(Stored data)

use std::{fmt, str::FromStr};

use alloy_chains::Chain;
use alloy_primitives::utils::{format_ether, parse_ether};
use serde::{Deserialize, Serialize};
use thiserror::Error;

pub use alloy_primitives::{Address, B256, U256, U64};

/// Account that receives donations unless configuration says otherwise.
pub const DEFAULT_DONATION_RECIPIENT: Address =
    alloy_primitives::address!("0x786F2125BE14404b5594d4e861741E0494B2a6C1");

const WEI_PER_CENTI_ETHER: U256 = U256::from_limbs([10_000_000_000_000_000, 0, 0, 0]);
const HALF_CENTI_ETHER: U256 = U256::from_limbs([5_000_000_000_000_000, 0, 0, 0]);
const WEI_PER_ETHER: U256 = U256::from_limbs([1_000_000_000_000_000_000, 0, 0, 0]);

#[derive(Debug, Clone, PartialEq, Eq, Serialize, Deserialize)]
#[serde(rename_all = "camelCase")]
pub struct NetworkInfo {
    pub name: String,
    pub chain_id: u64,
}

impl NetworkInfo {
    pub fn new(name: impl Into<String>, chain_id: u64) -> Self {
        Self {
            name: name.into(),
            chain_id,
        }
    }

    /// Names the chain the way wallets report it; unnamed chains are `unknown`.
    pub fn from_chain_id(chain_id: u64) -> Self {
        let name = Chain::from_id(chain_id)
            .named()
            .map(|named| named.to_string())
            .unwrap_or_else(|| "unknown".to_string());
        Self { name, chain_id }
    }
}

/// Formats a wei amount as a human readable Ether string, e.g. `2.5` or `0.0`.
pub fn to_decimal_string(wei: U256) -> String {
    let formatted = format_ether(wei);
    match formatted.split_once('.') {
        Some((whole, fraction)) => {
            let fraction = fraction.trim_end_matches('0');
            if fraction.is_empty() {
                format!("{whole}.0")
            } else {
                format!("{whole}.{fraction}")
            }
        }
        None => format!("{formatted}.0"),
    }
}

/// Inverse of [`to_decimal_string`]. Wei amounts are unsigned, so a leading
/// `-` is rejected rather than wrapped around.
pub fn from_decimal_string(ether: &str) -> Result<U256, AmountError> {
    let trimmed = ether.trim();
    if trimmed.is_empty() {
        return Err(AmountError::Empty);
    }
    if trimmed.starts_with('-') {
        return Err(AmountError::Negative {
            input: ether.to_string(),
        });
    }
    let normalized = if trimmed.starts_with('.') {
        format!("0{trimmed}")
    } else {
        trimmed.to_string()
    };
    parse_ether(&normalized).map_err(|err| AmountError::Invalid {
        input: ether.to_string(),
        reason: err.to_string(),
    })
}

#[derive(Debug, Clone, PartialEq, Eq, Error)]
pub enum AmountError {
    #[error("amount must not be empty")]
    Empty,
    #[error("invalid ether amount '{input}': {reason}")]
    Invalid { input: String, reason: String },
    #[error("ether amount '{input}' is negative")]
    Negative { input: String },
}

/// Donation amount held in wei and kept on a 0.01 Ether grid.
#[derive(Debug, Clone, Copy, PartialEq, Eq, PartialOrd, Ord, Hash)]
pub struct DonationAmount(U256);

impl DonationAmount {
    pub const ZERO: Self = Self(U256::ZERO);
    pub const STEP: Self = Self(U256::from_limbs([50_000_000_000_000_000, 0, 0, 0]));

    /// Rounds half up to two decimals.
    pub fn from_wei_rounded(wei: U256) -> Self {
        let cents = wei.saturating_add(HALF_CENTI_ETHER) / WEI_PER_CENTI_ETHER;
        Self(cents.saturating_mul(WEI_PER_CENTI_ETHER))
    }

    pub fn from_wei_floor(wei: U256) -> Self {
        Self((wei / WEI_PER_CENTI_ETHER) * WEI_PER_CENTI_ETHER)
    }

    /// Largest amount that can be donated out of `balance_wei`.
    pub fn max_for_balance(balance_wei: U256) -> Self {
        Self::from_wei_floor(balance_wei)
    }

    pub fn wei(self) -> U256 {
        self.0
    }

    /// Parses user input and bounds it to `[0, balance]` instead of failing.
    pub fn parse_clamped(input: &str, balance_wei: U256) -> Result<Self, AmountError> {
        Ok(input.parse::<Self>()?.clamp_to(balance_wei))
    }

    pub fn clamp_to(self, balance_wei: U256) -> Self {
        self.min(Self::max_for_balance(balance_wei))
    }

    pub fn step_up(self, balance_wei: U256) -> Self {
        Self(self.0.saturating_add(Self::STEP.0)).clamp_to(balance_wei)
    }

    pub fn step_down(self) -> Self {
        Self(self.0.saturating_sub(Self::STEP.0))
    }
}

impl Default for DonationAmount {
    fn default() -> Self {
        Self::STEP
    }
}

impl fmt::Display for DonationAmount {
    fn fmt(&self, f: &mut fmt::Formatter<'_>) -> fmt::Result {
        let whole = self.0 / WEI_PER_ETHER;
        let cents = (self.0 % WEI_PER_ETHER) / WEI_PER_CENTI_ETHER;
        write!(f, "{whole}.{:02}", cents.to::<u64>())
    }
}

impl FromStr for DonationAmount {
    type Err = AmountError;

    /// Negative input becomes zero once its magnitude parses.
    fn from_str(s: &str) -> Result<Self, Self::Err> {
        let trimmed = s.trim();
        if let Some(magnitude) = trimmed.strip_prefix('-') {
            from_decimal_string(magnitude)?;
            return Ok(Self::ZERO);
        }
        from_decimal_string(trimmed).map(Self::from_wei_rounded)
    }
}

#[cfg(test)]
mod tests {
    use super::*;

    fn ether(value: &str) -> U256 {
        from_decimal_string(value).expect("valid ether")
    }

    #[test]
    fn formats_balances_like_wallet_ui() {
        assert_eq!(
            to_decimal_string(U256::from(2_500_000_000_000_000_000u128)),
            "2.5"
        );
        assert_eq!(to_decimal_string(U256::ZERO), "0.0");
        assert_eq!(to_decimal_string(U256::from(1u64)), "0.000000000000000001");
        assert_eq!(
            to_decimal_string(U256::from(3_000_000_000_000_000_000u128)),
            "3.0"
        );
    }

    #[test]
    fn decimal_string_accepts_leading_dot() {
        assert_eq!(ether(".5"), U256::from(500_000_000_000_000_000u64));
        assert!(matches!(from_decimal_string("  "), Err(AmountError::Empty)));
        assert!(matches!(
            from_decimal_string("abc"),
            Err(AmountError::Invalid { .. })
        ));
    }

    #[test]
    fn decimal_string_rejects_negative_wei() {
        assert_eq!(
            from_decimal_string("-1"),
            Err(AmountError::Negative { input: "-1".into() })
        );
        assert_eq!(
            from_decimal_string(" -0.5"),
            Err(AmountError::Negative { input: " -0.5".into() })
        );
    }

    #[test]
    fn parsed_negative_donation_is_zero() {
        assert_eq!("-1".parse::<DonationAmount>(), Ok(DonationAmount::ZERO));
        assert_eq!("-0.05".parse::<DonationAmount>(), Ok(DonationAmount::ZERO));
        assert!("-x".parse::<DonationAmount>().is_err());
        assert!("--1".parse::<DonationAmount>().is_err());
    }

    #[test]
    fn mainnet_is_named() {
        assert_eq!(NetworkInfo::from_chain_id(1), NetworkInfo::new("mainnet", 1));
        assert_eq!(NetworkInfo::from_chain_id(3_735_928_559).name, "unknown");
    }

    #[test]
    fn default_donation_is_one_step() {
        assert_eq!(DonationAmount::default().to_string(), "0.05");
        assert_eq!(DonationAmount::default().wei(), ether("0.05"));
    }

    #[test]
    fn donation_clamps_above_balance() {
        let amount = DonationAmount::parse_clamped("7", ether("2.5")).expect("parse");
        assert_eq!(amount.to_string(), "2.50");
    }

    #[test]
    fn donation_clamps_negative_to_zero() {
        let amount = DonationAmount::parse_clamped("-0.3", ether("2.5")).expect("parse");
        assert_eq!(amount, DonationAmount::ZERO);
    }

    #[test]
    fn donation_rounds_to_two_decimals() {
        let amount = DonationAmount::parse_clamped("0.125", ether("1")).expect("parse");
        assert_eq!(amount.to_string(), "0.13");
        let amount = DonationAmount::parse_clamped("0.124", ether("1")).expect("parse");
        assert_eq!(amount.to_string(), "0.12");
    }

    #[test]
    fn donation_never_exceeds_fractional_balance() {
        let amount = DonationAmount::parse_clamped("0.0399", ether("0.0333")).expect("parse");
        assert_eq!(amount.to_string(), "0.03");
        assert!(amount.wei() <= ether("0.0333"));
    }

    #[test]
    fn donation_rejects_garbage() {
        assert!(DonationAmount::parse_clamped("lots", ether("1")).is_err());
        assert!(DonationAmount::parse_clamped("-lots", ether("1")).is_err());
    }

    #[test]
    fn steps_stay_in_bounds() {
        let balance = ether("0.12");
        let amount = DonationAmount::default().step_up(balance);
        assert_eq!(amount.to_string(), "0.10");
        assert_eq!(amount.step_up(balance).to_string(), "0.12");
        assert_eq!(DonationAmount::default().step_down(), DonationAmount::ZERO);
        assert_eq!(DonationAmount::ZERO.step_down(), DonationAmount::ZERO);
    }
}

* [ABOUT THIS TASK]: Your task is to copy every line of the entries that contains the string "normalized".

* [THE COMPLETED TASK]:
    let normalized = if trimmed.starts_with('.') {
    parse_ether(&normalized).map_err(|err| AmountError::Invalid {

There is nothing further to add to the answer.